Economic Thinkers Try to Solve the Euro Puzzle

Landon Thomas Jr.|The New York Times
WATCH LIVE

Most people have heard of the Marshall Plan. Some might even know what Brady bonds are. But they have not yet heard of the Brunnermeier plan. Or Bishop bonds. Or the Gros accord.

LdF | Vetta | Getty Images

That is because they do not exist yet — except as dreamy proposals by economic thinkers to fix the European debt crisis.

While dealing with Europe’s financial difficulties has been a grim slog for the Continent’s and its frustrated policy makers, it is the opportunity of a lifetime for ambitious idea merchants looking for fame.

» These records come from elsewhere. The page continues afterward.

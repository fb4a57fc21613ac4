//! Collision-specific debug visualization
//!
//! Outlines the world-space bounds of every body reachable from the active
//! root, colored by what the last collision pass found.

use crate::foundation::collections::NodeId;
use crate::physics::{BodyKind, CollisionSystem};
use crate::render::{Canvas, Color};
use crate::scene::{SceneError, SceneGraph};

/// Color scheme for collision visualization
#[derive(Clone, Copy, Debug)]
pub struct CollisionDebugColors {
    /// Solid bodies not touching anything
    pub shape_default: Color,
    /// Bodies that touched something in the last pass
    pub shape_colliding: Color,
    /// Areas, whether or not they hold contacts
    pub area: Color,
}

impl Default for CollisionDebugColors {
    fn default() -> Self {
        Self {
            shape_default: Color::GREEN.with_alpha(0.6),
            shape_colliding: Color::RED.with_alpha(0.8),
            area: Color::rgba(0.0, 1.0, 1.0, 0.4), // Cyan
        }
    }
}

/// Draws collision shapes as rectangle outlines
#[derive(Clone, Debug)]
pub struct CollisionDebugDraw {
    colors: CollisionDebugColors,
    /// Outline width in canvas units
    pub line_width: f32,
    /// Draw areas as well as solid bodies
    pub show_areas: bool,
}

impl CollisionDebugDraw {
    /// Create a visualizer with the default colors
    pub fn new() -> Self {
        Self {
            colors: CollisionDebugColors::default(),
            line_width: 1.0,
            show_areas: true,
        }
    }

    /// Set custom color scheme
    pub fn with_colors(mut self, colors: CollisionDebugColors) -> Self {
        self.colors = colors;
        self
    }

    /// Current color scheme
    pub fn colors(&self) -> &CollisionDebugColors {
        &self.colors
    }

    /// Color used for one body
    fn color_for(&self, kind: BodyKind, colliding: bool) -> Color {
        match (kind, colliding) {
            (BodyKind::Area, _) => self.colors.area,
            (_, true) => self.colors.shape_colliding,
            (_, false) => self.colors.shape_default,
        }
    }

    /// Outline every body reachable from `root`
    ///
    /// Returns the number of shapes drawn.
    pub fn draw(
        &self,
        graph: &SceneGraph,
        root: NodeId,
        collisions: &CollisionSystem,
        canvas: &mut dyn Canvas,
    ) -> Result<usize, SceneError> {
        let mut drawn = 0;
        for id in graph.bodies_in(root)? {
            let body = graph.body(id)?;
            if body.kind() == BodyKind::Area && !self.show_areas {
                continue;
            }
            let rect = body.shape().world_space(graph).aabb();
            let color = self.color_for(body.kind(), collisions.is_colliding(id));
            canvas.stroke_rect(rect, color, self.line_width);
            drawn += 1;
        }
        Ok(drawn)
    }
}

impl Default for CollisionDebugDraw {
    fn default() -> Self {
        Self::new()
    }
}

If any of them can come up with a plan that is adopted by Europe, they will have secured a coveted place in history — like George C. Marshall, the secretary of state who fashioned the plan to help rebuild Europe after World War II, and Nicholas F. Brady, the Treasury secretary whose introduction of a class of investor-friendly bonds helped end the Latin American financial debacle in the early 1990s.

Three in particular who are respected in top policy circles and have access to the right people are Markus K. Brunnermeier, Graham Bishop and Daniel Gros.

Each is proposing a grand plan to save the euro zone from financial ruin — and to do it in a way that may break through the political impasse that has made a solution so elusive. None of them, or anyone else, are assured of success, given the depth of Europe’s problems and the difficulty of reaching consensus among the 17 European Union countries using the euro .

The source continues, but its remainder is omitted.